Task statement — Could you print the full listing again, exactly as written?

Records supplied —
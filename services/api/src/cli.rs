use crate::infra::load_engine;
use crate::screen::{run_classify, run_evaluate, ClassifyArgs, EvaluateArgs};
use crate::server;
use clap::{Args, Parser, Subcommand};
use denboard::config::{AppConfig, RulesConfig};
use denboard::error::AppError;
use std::path::PathBuf;

#[derive(Parser, Debug)]
#[command(
    name = "denboard",
    about = "Screen boarding bookings for breed, weight, and meet & greet requirements",
    version
)]
struct Cli {
    /// JSON rule-table file overriding BOARDING_RULES_PATH and the house policy
    #[arg(long, global = true)]
    rules: Option<PathBuf>,
    #[command(subcommand)]
    command: Option<Command>,
}

#[derive(Subcommand, Debug)]
enum Command {
    /// Start the HTTP service (default command)
    Serve(ServeArgs),
    /// Classify a single pet by breed and weight
    Classify(ClassifyArgs),
    /// Evaluate a whole booking from a JSON list of pets
    Evaluate(EvaluateArgs),
}

#[derive(Args, Debug, Default)]
pub(crate) struct ServeArgs {
    /// Override the configured host for the HTTP server
    #[arg(long)]
    pub(crate) host: Option<String>,
    /// Override the configured port for the HTTP server
    #[arg(long)]
    pub(crate) port: Option<u16>,
}

pub(crate) async fn run() -> Result<(), AppError> {
    let cli = Cli::parse();
    let mut config = AppConfig::load()?;
    if let Some(path) = cli.rules {
        config.rules = RulesConfig { path: Some(path) };
    }

    let command = cli
        .command
        .unwrap_or_else(|| Command::Serve(ServeArgs::default()));

    match command {
        Command::Serve(args) => server::run(args, config).await,
        Command::Classify(args) => run_classify(args, &load_engine(&config.rules)?),
        Command::Evaluate(args) => run_evaluate(args, &load_engine(&config.rules)?),
    }
}
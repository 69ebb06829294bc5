use super::config::RuleTables;
use super::policy::{EligibilityReason, PetEligibility};

/// Canonical form used for keyword matching: lower-cased, then trimmed.
pub fn normalize_breed(breed: &str) -> String {
    breed.to_lowercase().trim().to_string()
}

fn contains_any(normalized: &str, keywords: &[String]) -> bool {
    keywords
        .iter()
        .any(|keyword| normalized.contains(keyword.as_str()))
}

/// First matching rule wins: blocked breed, then meet & greet breed, then weight.
pub(crate) fn classify_pet(breed: &str, weight_lbs: f64, rules: &RuleTables) -> PetEligibility {
    let normalized = normalize_breed(breed);

    if contains_any(&normalized, rules.blocked_breed_keywords()) {
        return PetEligibility::Blocked(EligibilityReason::BlockedBreed {
            breed: breed.to_string(),
        });
    }

    if contains_any(&normalized, rules.meet_greet_breed_keywords()) {
        return PetEligibility::MeetGreetRequired(EligibilityReason::RestrictedBreed {
            breed: breed.to_string(),
        });
    }

    // NaN and unknown (0) weights fall through to clear.
    if weight_lbs >= rules.large_dog_weight_threshold_lbs() {
        return PetEligibility::MeetGreetRequired(EligibilityReason::LargeDog {
            threshold_lbs: rules.large_dog_weight_threshold_lbs(),
        });
    }

    PetEligibility::Clear
}
use denboard::config::RulesConfig;
use denboard::error::AppError;
use denboard::workflows::booking::{
    BookingId, BookingRecord, BookingRepository, BookingStatus, EligibilityEngine, Pet, PetId,
    PetRegistry, RepositoryError, RuleTables,
};
use metrics_exporter_prometheus::PrometheusHandle;
use std::collections::HashMap;
use std::sync::atomic::AtomicBool;
use std::sync::{Arc, Mutex};

#[derive(Clone)]
pub(crate) struct AppState {
    pub(crate) readiness: Arc<AtomicBool>,
    pub(crate) metrics: Arc<PrometheusHandle>,
    pub(crate) rules: Arc<RuleTables>,
}

/// Load the rule tables once and wrap them in a shareable engine.
pub(crate) fn load_engine(rules: &RulesConfig) -> Result<EligibilityEngine, AppError> {
    let tables = rules.load_tables()?;
    Ok(EligibilityEngine::new(Arc::new(tables)))
}

#[derive(Default, Clone)]
pub(crate) struct InMemoryBookingRepository {
    records: Arc<Mutex<HashMap<BookingId, BookingRecord>>>,
}

impl BookingRepository for InMemoryBookingRepository {
    fn insert(&self, record: BookingRecord) -> Result<BookingRecord, RepositoryError> {
        let mut guard = self.records.lock().expect("repository mutex poisoned");
        if guard.contains_key(&record.id) {
            return Err(RepositoryError::Conflict);
        }
        guard.insert(record.id.clone(), record.clone());
        Ok(record)
    }

    fn fetch(&self, id: &BookingId) -> Result<Option<BookingRecord>, RepositoryError> {
        let guard = self.records.lock().expect("repository mutex poisoned");
        Ok(guard.get(id).cloned())
    }

    fn list_by_status(&self, status: BookingStatus) -> Result<Vec<BookingRecord>, RepositoryError> {
        let guard = self.records.lock().expect("repository mutex poisoned");
        let mut matching: Vec<BookingRecord> = guard
            .values()
            .filter(|record| record.status == status)
            .cloned()
            .collect();
        matching.sort_by_key(|record| record.created_at);
        Ok(matching)
    }
}

/// Registered pets the standalone service was seeded with at startup.
#[derive(Default, Clone)]
pub(crate) struct InMemoryPetRegistry {
    pets: Arc<Mutex<HashMap<PetId, Pet>>>,
}

impl InMemoryPetRegistry {
    pub(crate) fn with_roster(roster: Vec<Pet>) -> Self {
        let pets = roster.into_iter().map(|pet| (pet.id.clone(), pet)).collect();
        Self {
            pets: Arc::new(Mutex::new(pets)),
        }
    }
}

impl PetRegistry for InMemoryPetRegistry {
    fn fetch(&self, id: &PetId) -> Result<Option<Pet>, RepositoryError> {
        let guard = self.pets.lock().expect("registry mutex poisoned");
        Ok(guard.get(id).cloned())
    }
}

Solved problem —
filename services/api/src/cli.rs
use crate::infra::load_engine;
use crate::screen::{run_classify, run_evaluate, ClassifyArgs, EvaluateArgs};
use crate::server;
use clap::{Args, Parser, Subcommand};
use denboard::config::{AppConfig, RulesConfig};
use denboard::error::AppError;
use std::path::PathBuf;

#[derive(Parser, Debug)]
#[command(
    name = "denboard",
    about = "Screen boarding bookings for breed, weight, and meet & greet requirements",
    version
)]
struct Cli {
    /// JSON rule-table file overriding BOARDING_RULES_PATH and the house policy
    #[arg(long, global = true)]
    rules: Option<PathBuf>,
    #[command(subcommand)]
    command: Option<Command>,
}

#[derive(Subcommand, Debug)]
enum Command {
    /// Start the HTTP service (default command)
    Serve(ServeArgs),
    /// Classify a single pet by breed and weight
    Classify(ClassifyArgs),
    /// Evaluate a whole booking from a JSON list of pets
    Evaluate(EvaluateArgs),
}

#[derive(Args, Debug, Default)]
pub(crate) struct ServeArgs {
    /// Override the configured host for the HTTP server
    #[arg(long)]
    pub(crate) host: Option<String>,
    /// Override the configured port for the HTTP server
    #[arg(long)]
    pub(crate) port: Option<u16>,
}

pub(crate) async fn run() -> Result<(), AppError> {
    let cli = Cli::parse();
    let mut config = AppConfig::load()?;
    if let Some(path) = cli.rules {
        config.rules = RulesConfig { path: Some(path) };
    }

    let command = cli
        .command
        .unwrap_or_else(|| Command::Serve(ServeArgs::default()));

    match command {
        Command::Serve(args) => server::run(args, config).await,
        Command::Classify(args) => run_classify(args, &load_engine(&config.rules)?),
        Command::Evaluate(args) => run_evaluate(args, &load_engine(&config.rules)?),
    }
}
repository 69ebb06829294bc5
use super::config::RuleTables;
use super::policy::{EligibilityReason, PetEligibility};

/// Canonical form used for keyword matching: lower-cased, then trimmed.
pub fn normalize_breed(breed: &str) -> String {
    breed.to_lowercase().trim().to_string()
}

fn contains_any(normalized: &str, keywords: &[String]) -> bool {
    keywords
        .iter()
        .any(|keyword| normalized.contains(keyword.as_str()))
}

/// First matching rule wins: blocked breed, then meet & greet breed, then weight.
pub(crate) fn classify_pet(breed: &str, weight_lbs: f64, rules: &RuleTables) -> PetEligibility {
    let normalized = normalize_breed(breed);

    if contains_any(&normalized, rules.blocked_breed_keywords()) {
        return PetEligibility::Blocked(EligibilityReason::BlockedBreed {
            breed: breed.to_string(),
        });
    }

    if contains_any(&normalized, rules.meet_greet_breed_keywords()) {
        return PetEligibility::MeetGreetRequired(EligibilityReason::RestrictedBreed {
            breed: breed.to_string(),
        });
    }

    // NaN and unknown (0) weights fall through to clear.
    if weight_lbs >= rules.large_dog_weight_threshold_lbs() {
        return PetEligibility::MeetGreetRequired(EligibilityReason::LargeDog {
            threshold_lbs: rules.large_dog_weight_threshold_lbs(),
        });
    }

    PetEligibility::Clear
}
use denboard::config::RulesConfig;
use denboard::error::AppError;
use denboard::workflows::booking::{
    BookingId, BookingRecord, BookingRepository, BookingStatus, EligibilityEngine, Pet, PetId,
    PetRegistry, RepositoryError, RuleTables,
};
use metrics_exporter_prometheus::PrometheusHandle;
use std::collections::HashMap;
use std::sync::atomic::AtomicBool;
use std::sync::{Arc, Mutex};

#[derive(Clone)]
pub(crate) struct AppState {
    pub(crate) readiness: Arc<AtomicBool>,
    pub(crate) metrics: Arc<PrometheusHandle>,
    pub(crate) rules: Arc<RuleTables>,
}

/// Load the rule tables once and wrap them in a shareable engine.
pub(crate) fn load_engine(rules: &RulesConfig) -> Result<EligibilityEngine, AppError> {
    let tables = rules.load_tables()?;
    Ok(EligibilityEngine::new(Arc::new(tables)))
}

#[derive(Default, Clone)]
pub(crate) struct InMemoryBookingRepository {
    records: Arc<Mutex<HashMap<BookingId, BookingRecord>>>,
}

impl BookingRepository for InMemoryBookingRepository {
    fn insert(&self, record: BookingRecord) -> Result<BookingRecord, RepositoryError> {
        let mut guard = self.records.lock().expect("repository mutex poisoned");
        if guard.contains_key(&record.id) {
            return Err(RepositoryError::Conflict);
        }
        guard.insert(record.id.clone(), record.clone());
        Ok(record)
    }

    fn fetch(&self, id: &BookingId) -> Result<Option<BookingRecord>, RepositoryError> {
        let guard = self.records.lock().expect("repository mutex poisoned");
        Ok(guard.get(id).cloned())
    }

    fn list_by_status(&self, status: BookingStatus) -> Result<Vec<BookingRecord>, RepositoryError> {
        let guard = self.records.lock().expect("repository mutex poisoned");
        let mut matching: Vec<BookingRecord> = guard
            .values()
            .filter(|record| record.status == status)
            .cloned()
            .collect();
        matching.sort_by_key(|record| record.created_at);
        Ok(matching)
    }
}

/// Registered pets the standalone service was seeded with at startup.
#[derive(Default, Clone)]
pub(crate) struct InMemoryPetRegistry {
    pets: Arc<Mutex<HashMap<PetId, Pet>>>,
}

impl InMemoryPetRegistry {
    pub(crate) fn with_roster(roster: Vec<Pet>) -> Self {
        let pets = roster.into_iter().map(|pet| (pet.id.clone(), pet)).collect();
        Self {
            pets: Arc::new(Mutex::new(pets)),
        }
    }
}

impl PetRegistry for InMemoryPetRegistry {
    fn fetch(&self, id: &PetId) -> Result<Option<Pet>, RepositoryError> {
        let guard = self.pets.lock().expect("registry mutex poisoned");
        Ok(guard.get(id).cloned())
    }
}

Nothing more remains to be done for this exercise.